== Task item ==
Every line in the following data that has "Headless" counts toward the total; state that total alone.

Collected data:
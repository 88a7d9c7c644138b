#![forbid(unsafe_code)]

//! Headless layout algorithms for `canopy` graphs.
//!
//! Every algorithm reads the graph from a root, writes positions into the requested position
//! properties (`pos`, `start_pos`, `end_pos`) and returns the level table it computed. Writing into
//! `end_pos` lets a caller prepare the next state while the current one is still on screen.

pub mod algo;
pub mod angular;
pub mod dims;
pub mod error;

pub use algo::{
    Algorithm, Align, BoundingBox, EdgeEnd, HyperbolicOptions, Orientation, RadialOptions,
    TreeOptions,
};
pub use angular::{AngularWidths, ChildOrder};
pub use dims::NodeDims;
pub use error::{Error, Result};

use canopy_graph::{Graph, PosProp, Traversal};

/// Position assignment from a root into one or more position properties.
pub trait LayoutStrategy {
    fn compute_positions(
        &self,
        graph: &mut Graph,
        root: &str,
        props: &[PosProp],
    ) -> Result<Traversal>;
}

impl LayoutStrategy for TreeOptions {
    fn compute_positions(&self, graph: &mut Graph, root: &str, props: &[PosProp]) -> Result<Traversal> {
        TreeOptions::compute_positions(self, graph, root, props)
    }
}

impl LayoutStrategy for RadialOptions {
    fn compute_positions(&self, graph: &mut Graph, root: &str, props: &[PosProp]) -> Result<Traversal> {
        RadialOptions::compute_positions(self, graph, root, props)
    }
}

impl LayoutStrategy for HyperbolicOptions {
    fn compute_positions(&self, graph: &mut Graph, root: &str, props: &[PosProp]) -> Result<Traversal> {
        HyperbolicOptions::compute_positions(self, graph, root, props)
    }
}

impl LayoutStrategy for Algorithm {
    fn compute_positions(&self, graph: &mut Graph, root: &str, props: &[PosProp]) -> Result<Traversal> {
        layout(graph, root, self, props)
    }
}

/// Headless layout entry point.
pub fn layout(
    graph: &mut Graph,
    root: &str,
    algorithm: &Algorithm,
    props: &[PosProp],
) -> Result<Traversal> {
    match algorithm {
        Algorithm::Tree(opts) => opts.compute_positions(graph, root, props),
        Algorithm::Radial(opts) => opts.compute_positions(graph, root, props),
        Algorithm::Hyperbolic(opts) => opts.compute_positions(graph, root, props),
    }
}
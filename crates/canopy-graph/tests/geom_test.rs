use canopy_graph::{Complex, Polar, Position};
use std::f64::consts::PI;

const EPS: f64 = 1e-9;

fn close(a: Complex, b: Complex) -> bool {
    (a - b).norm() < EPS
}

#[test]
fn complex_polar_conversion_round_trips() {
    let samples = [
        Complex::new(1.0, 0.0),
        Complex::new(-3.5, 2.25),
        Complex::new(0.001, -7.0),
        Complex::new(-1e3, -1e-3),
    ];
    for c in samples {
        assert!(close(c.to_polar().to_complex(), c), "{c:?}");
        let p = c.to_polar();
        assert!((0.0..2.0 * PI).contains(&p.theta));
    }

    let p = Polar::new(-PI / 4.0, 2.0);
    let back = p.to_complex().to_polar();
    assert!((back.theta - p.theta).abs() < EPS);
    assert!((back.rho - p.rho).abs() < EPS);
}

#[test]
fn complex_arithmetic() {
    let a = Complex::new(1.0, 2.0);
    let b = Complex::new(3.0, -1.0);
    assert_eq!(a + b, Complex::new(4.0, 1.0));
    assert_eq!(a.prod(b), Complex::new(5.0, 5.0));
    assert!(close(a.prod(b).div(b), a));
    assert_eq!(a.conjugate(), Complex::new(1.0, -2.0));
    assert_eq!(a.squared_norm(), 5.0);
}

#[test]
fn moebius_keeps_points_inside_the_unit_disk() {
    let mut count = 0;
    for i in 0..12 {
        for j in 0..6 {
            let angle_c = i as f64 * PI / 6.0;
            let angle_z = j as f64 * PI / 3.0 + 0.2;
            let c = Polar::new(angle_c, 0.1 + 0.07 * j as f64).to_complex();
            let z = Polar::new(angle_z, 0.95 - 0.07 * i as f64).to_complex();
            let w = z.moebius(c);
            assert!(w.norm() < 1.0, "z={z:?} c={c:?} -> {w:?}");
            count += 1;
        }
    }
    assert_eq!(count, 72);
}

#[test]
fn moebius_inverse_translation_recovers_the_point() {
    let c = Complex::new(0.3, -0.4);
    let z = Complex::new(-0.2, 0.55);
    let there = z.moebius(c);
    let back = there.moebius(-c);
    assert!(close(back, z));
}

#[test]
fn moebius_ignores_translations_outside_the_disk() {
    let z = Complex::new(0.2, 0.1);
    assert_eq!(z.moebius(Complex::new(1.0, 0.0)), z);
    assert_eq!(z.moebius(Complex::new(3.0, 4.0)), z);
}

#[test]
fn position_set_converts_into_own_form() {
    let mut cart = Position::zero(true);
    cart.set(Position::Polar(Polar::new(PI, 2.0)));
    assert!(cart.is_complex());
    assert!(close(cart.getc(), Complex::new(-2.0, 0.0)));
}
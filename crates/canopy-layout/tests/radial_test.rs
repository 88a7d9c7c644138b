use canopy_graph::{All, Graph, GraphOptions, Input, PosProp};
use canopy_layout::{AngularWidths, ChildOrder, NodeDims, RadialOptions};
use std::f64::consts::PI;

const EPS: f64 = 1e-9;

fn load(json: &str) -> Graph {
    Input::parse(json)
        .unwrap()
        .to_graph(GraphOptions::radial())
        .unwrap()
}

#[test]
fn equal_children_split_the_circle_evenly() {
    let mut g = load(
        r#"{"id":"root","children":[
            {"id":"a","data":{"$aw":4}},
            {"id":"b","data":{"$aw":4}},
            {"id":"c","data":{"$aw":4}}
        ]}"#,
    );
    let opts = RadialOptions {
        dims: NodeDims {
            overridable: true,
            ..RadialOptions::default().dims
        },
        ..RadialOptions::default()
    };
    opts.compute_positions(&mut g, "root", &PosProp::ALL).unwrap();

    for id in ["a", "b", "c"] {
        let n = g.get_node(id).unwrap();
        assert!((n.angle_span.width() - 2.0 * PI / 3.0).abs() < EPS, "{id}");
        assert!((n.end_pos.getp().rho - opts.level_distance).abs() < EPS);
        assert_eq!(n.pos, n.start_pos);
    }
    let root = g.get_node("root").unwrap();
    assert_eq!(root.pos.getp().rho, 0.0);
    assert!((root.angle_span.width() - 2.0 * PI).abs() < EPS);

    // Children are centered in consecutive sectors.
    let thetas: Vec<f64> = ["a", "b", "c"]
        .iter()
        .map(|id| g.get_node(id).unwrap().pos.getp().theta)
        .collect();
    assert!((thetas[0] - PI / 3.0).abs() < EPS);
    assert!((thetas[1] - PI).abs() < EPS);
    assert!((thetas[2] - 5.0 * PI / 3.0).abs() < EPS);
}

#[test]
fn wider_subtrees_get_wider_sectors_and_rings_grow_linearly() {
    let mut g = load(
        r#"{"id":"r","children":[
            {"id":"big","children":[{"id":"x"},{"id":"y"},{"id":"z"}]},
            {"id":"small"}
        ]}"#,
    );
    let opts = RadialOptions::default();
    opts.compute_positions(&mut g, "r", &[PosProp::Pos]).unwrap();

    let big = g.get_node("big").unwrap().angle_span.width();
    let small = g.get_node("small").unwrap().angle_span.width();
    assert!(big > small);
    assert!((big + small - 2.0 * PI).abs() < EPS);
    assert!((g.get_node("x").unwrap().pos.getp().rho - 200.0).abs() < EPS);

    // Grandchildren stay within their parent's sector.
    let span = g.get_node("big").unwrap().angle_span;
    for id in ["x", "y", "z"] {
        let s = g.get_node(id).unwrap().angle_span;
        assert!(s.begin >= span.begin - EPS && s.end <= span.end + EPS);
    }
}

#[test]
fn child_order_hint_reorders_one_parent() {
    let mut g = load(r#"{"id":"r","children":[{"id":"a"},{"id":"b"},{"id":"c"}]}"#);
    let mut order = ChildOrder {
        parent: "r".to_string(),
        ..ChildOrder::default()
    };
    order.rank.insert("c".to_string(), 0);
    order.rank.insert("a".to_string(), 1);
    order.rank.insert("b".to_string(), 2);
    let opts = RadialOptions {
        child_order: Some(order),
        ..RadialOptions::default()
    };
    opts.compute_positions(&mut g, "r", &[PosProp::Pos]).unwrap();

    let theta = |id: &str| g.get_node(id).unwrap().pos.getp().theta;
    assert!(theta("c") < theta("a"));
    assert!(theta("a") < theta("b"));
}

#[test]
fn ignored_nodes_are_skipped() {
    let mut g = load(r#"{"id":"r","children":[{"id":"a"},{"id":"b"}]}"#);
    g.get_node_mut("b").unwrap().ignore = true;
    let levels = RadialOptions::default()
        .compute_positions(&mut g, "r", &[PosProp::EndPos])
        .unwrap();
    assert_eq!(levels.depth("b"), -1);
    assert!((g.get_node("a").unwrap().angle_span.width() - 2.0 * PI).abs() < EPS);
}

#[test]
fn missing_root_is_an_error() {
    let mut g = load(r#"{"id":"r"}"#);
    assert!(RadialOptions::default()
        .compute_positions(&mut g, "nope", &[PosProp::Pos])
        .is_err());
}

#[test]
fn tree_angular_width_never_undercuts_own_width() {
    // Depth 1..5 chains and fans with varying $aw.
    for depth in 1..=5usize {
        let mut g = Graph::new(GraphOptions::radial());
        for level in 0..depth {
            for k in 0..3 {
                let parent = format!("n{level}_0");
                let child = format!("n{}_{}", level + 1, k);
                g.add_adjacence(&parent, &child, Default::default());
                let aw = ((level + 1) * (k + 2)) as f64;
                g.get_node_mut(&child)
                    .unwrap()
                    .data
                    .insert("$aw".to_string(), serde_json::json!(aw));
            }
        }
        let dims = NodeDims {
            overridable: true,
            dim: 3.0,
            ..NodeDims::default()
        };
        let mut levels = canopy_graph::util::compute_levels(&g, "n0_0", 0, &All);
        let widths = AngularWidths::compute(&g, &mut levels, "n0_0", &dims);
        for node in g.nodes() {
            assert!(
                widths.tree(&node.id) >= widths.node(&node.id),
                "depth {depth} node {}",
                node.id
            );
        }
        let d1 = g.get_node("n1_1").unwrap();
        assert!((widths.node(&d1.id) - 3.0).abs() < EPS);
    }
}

== Exercise answer ==
2